(Stored items)
────

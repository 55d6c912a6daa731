//! # Log Line Timestamps
//!
//! File: cli/src/common/logs/timestamp.rs
//!
//! With `timestamps=true` the engine prefixes every line with an RFC3339
//! instant followed by one space. Nanosecond precision gives the canonical
//! 30-character form, but trailing zeros of the fraction are trimmed, so the
//! prefix length varies. A line that carries no parseable instant keeps its
//! full text as content and is stamped with the current time.
//!
use crate::common::docker::types::{instant_from_rfc3339, LogEntry, LogStream};
use chrono::{DateTime, Utc};
use tracing::trace;

/// `2006-01-02T15:04:05.000000000Z`
const CANONICAL_LEN: usize = 30;

/// Offset forms with and without nanoseconds, then whole seconds in UTC.
const FALLBACK_LENS: [usize; 3] = [35, 25, 20];

pub fn parse_log_line(line: &str, stream: LogStream) -> LogEntry {
    match split_timestamp(line) {
        Some((timestamp, content)) => LogEntry {
            timestamp,
            stream,
            content: content.to_string(),
        },
        None => {
            trace!("No timestamp on log line, using now");
            LogEntry {
                timestamp: Utc::now(),
                stream,
                content: line.to_string(),
            }
        }
    }
}

fn split_timestamp(line: &str) -> Option<(DateTime<Utc>, &str)> {
    if let Some(found) = try_prefix(line, CANONICAL_LEN) {
        return Some(found);
    }
    if let Some(space) = line.find(' ') {
        if let Some(found) = try_prefix(line, space) {
            return Some(found);
        }
    }
    FALLBACK_LENS.iter().find_map(|&len| try_prefix(line, len))
}

fn try_prefix(line: &str, len: usize) -> Option<(DateTime<Utc>, &str)> {
    let prefix = line.get(..len)?;
    let rest = &line[len..];
    if !(rest.is_empty() || rest.starts_with(' ')) {
        return None;
    }
    let timestamp = instant_from_rfc3339(prefix)?;
    Some((timestamp, rest.strip_prefix(' ').unwrap_or(rest)))
}
//! Line assembly over byte chunks that may split lines or UTF-8 sequences.

/// Accumulates bytes and yields complete `\n`-terminated lines.
#[derive(Debug, Default)]
pub struct LineAssembler {
    carry: Vec<u8>,
}

impl LineAssembler {
    pub fn push(&mut self, chunk: &[u8]) -> Vec<String> {
        let mut lines = Vec::new();
        let mut rest = chunk;
        while let Some(pos) = rest.iter().position(|&b| b == b'\n') {
            self.carry.extend_from_slice(&rest[..pos]);
            lines.push(decode_line(&self.carry));
            self.carry.clear();
            rest = &rest[pos + 1..];
        }
        self.carry.extend_from_slice(rest);
        lines
    }

    /// The trailing unterminated line, if any.
    pub fn finish(&mut self) -> Option<String> {
        if self.carry.is_empty() {
            return None;
        }
        let line = decode_line(&self.carry);
        self.carry.clear();
        Some(line)
    }
}

fn decode_line(raw: &[u8]) -> String {
    let raw = raw.strip_suffix(b"\r").unwrap_or(raw);
    String::from_utf8_lossy(raw).into_owned()
}

#[cfg(test)]
mod tests {
    use super::*;

    #[test]
    fn test_lines_across_chunks() {
        let mut asm = LineAssembler::default();
        assert!(asm.push(b"one").is_empty());
        assert_eq!(asm.push(b" two\nthree\r\n\nfour"), vec!["one two", "three", ""]);
        assert_eq!(asm.finish(), Some("four".to_string()));
        assert_eq!(asm.finish(), None);
    }

    #[test]
    fn test_split_utf8_sequence() {
        let text = "naïve\n".as_bytes();
        let mut asm = LineAssembler::default();
        assert!(asm.push(&text[..3]).is_empty());
        assert_eq!(asm.push(&text[3..]), vec!["naïve"]);
    }
}
//! Column-aligned plain-text tables.

/// Spaces between columns.
const GAP: usize = 3;

/// Renders `rows` under `headers`, each column padded to its widest cell.
/// The last column is never padded.
pub fn render_table(headers: &[&str], rows: &[Vec<String>]) -> String {
    let mut widths: Vec<usize> = headers.iter().map(|h| h.chars().count()).collect();
    for row in rows {
        for (i, cell) in row.iter().enumerate().take(widths.len()) {
            widths[i] = widths[i].max(cell.chars().count());
        }
    }

    let mut out = String::new();
    let header_cells: Vec<String> = headers.iter().map(|h| h.to_string()).collect();
    push_row(&mut out, &header_cells, &widths);
    for row in rows {
        push_row(&mut out, row, &widths);
    }
    out
}

fn push_row(out: &mut String, cells: &[String], widths: &[usize]) {
    let last = cells.len().min(widths.len()).saturating_sub(1);
    let mut line = String::new();
    for (i, cell) in cells.iter().enumerate().take(widths.len()) {
        line.push_str(cell);
        if i < last {
            let pad = widths[i] - cell.chars().count() + GAP;
            line.extend(std::iter::repeat(' ').take(pad));
        }
    }
    out.push_str(line.trim_end());
    out.push('\n');
}
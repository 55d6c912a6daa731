//! # Octo Command Modules
//!
//! File: cli/src/commands/mod.rs
//!
//! ## Overview
//!
//! Every `octo` subcommand is a thin layer over `EngineService`: parse
//! arguments with `clap`, connect, call the service, print the result.
//!
//! - `resources`: `ps`, `images`, `volumes`, `networks`, `df`
//! - `remove`: `rm`, `rmi`, `volume-rm`, `network-rm`
//! - `prune`: `prune <kind>`
//! - `lifecycle`: `start`, `stop`, `restart`
//! - `logs`: `logs` (interactive viewer or plain dump)
//! - `info`: `info`
//!
//! Destructive commands share one flow through [`should_proceed`]: print the
//! dry-run description, stop there for `--dry-run`, and otherwise require an
//! explicit flag or a `y` at the prompt.
//!
use crate::common::docker::types::ConfirmationInfo;
use crate::common::docker::EngineService;
use crate::common::ui::prompts::render_confirmation;
use crate::core::config::{load_config, Config};
use crate::core::error::Result;
use anyhow::Context;
use tracing::debug;

pub mod info;
pub mod lifecycle;
pub mod logs;
pub mod prune;
pub mod remove;
pub mod resources;

/// Loads the configuration and connects to the engine it names.
pub(crate) async fn connect() -> Result<(Config, EngineService)> {
    let config = load_config().context("Failed to load configuration")?;
    let service = EngineService::connect(&config)
        .await
        .context("Failed to connect to the container engine")?;
    Ok((config, service))
}

/// Prints the dry-run description and decides whether to act.
///
/// Returns `false` for `--dry-run`, when there is nothing to act on, or when
/// the user declines. `assume_yes` skips the question.
pub(crate) fn should_proceed(
    info: &ConfirmationInfo,
    dry_run: bool,
    assume_yes: bool,
    ask: impl FnOnce(&str) -> Result<bool>,
) -> Result<bool> {
    print!("{}", render_confirmation(info));
    if dry_run {
        debug!("Dry run only, nothing changed");
        return Ok(false);
    }
    if info.resources.is_empty() {
        return Ok(false);
    }
    if assume_yes {
        return Ok(true);
    }
    ask("Proceed?")
}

────

* _ASSIGNED TASK_:
Above are some records; copy exactly the lines from the one with "otherwise require an" through the one with "use crate::common::ui::prompts::render_confirmation;", both included, and no others.

* _RESPONSE TO THE EXERCISE_:
//! dry-run description, stop there for `--dry-run`, and otherwise require an
//! explicit flag or a `y` at the prompt.
//!
use crate::common::docker::types::ConfirmationInfo;
use crate::common::docker::EngineService;
use crate::common::ui::prompts::render_confirmation;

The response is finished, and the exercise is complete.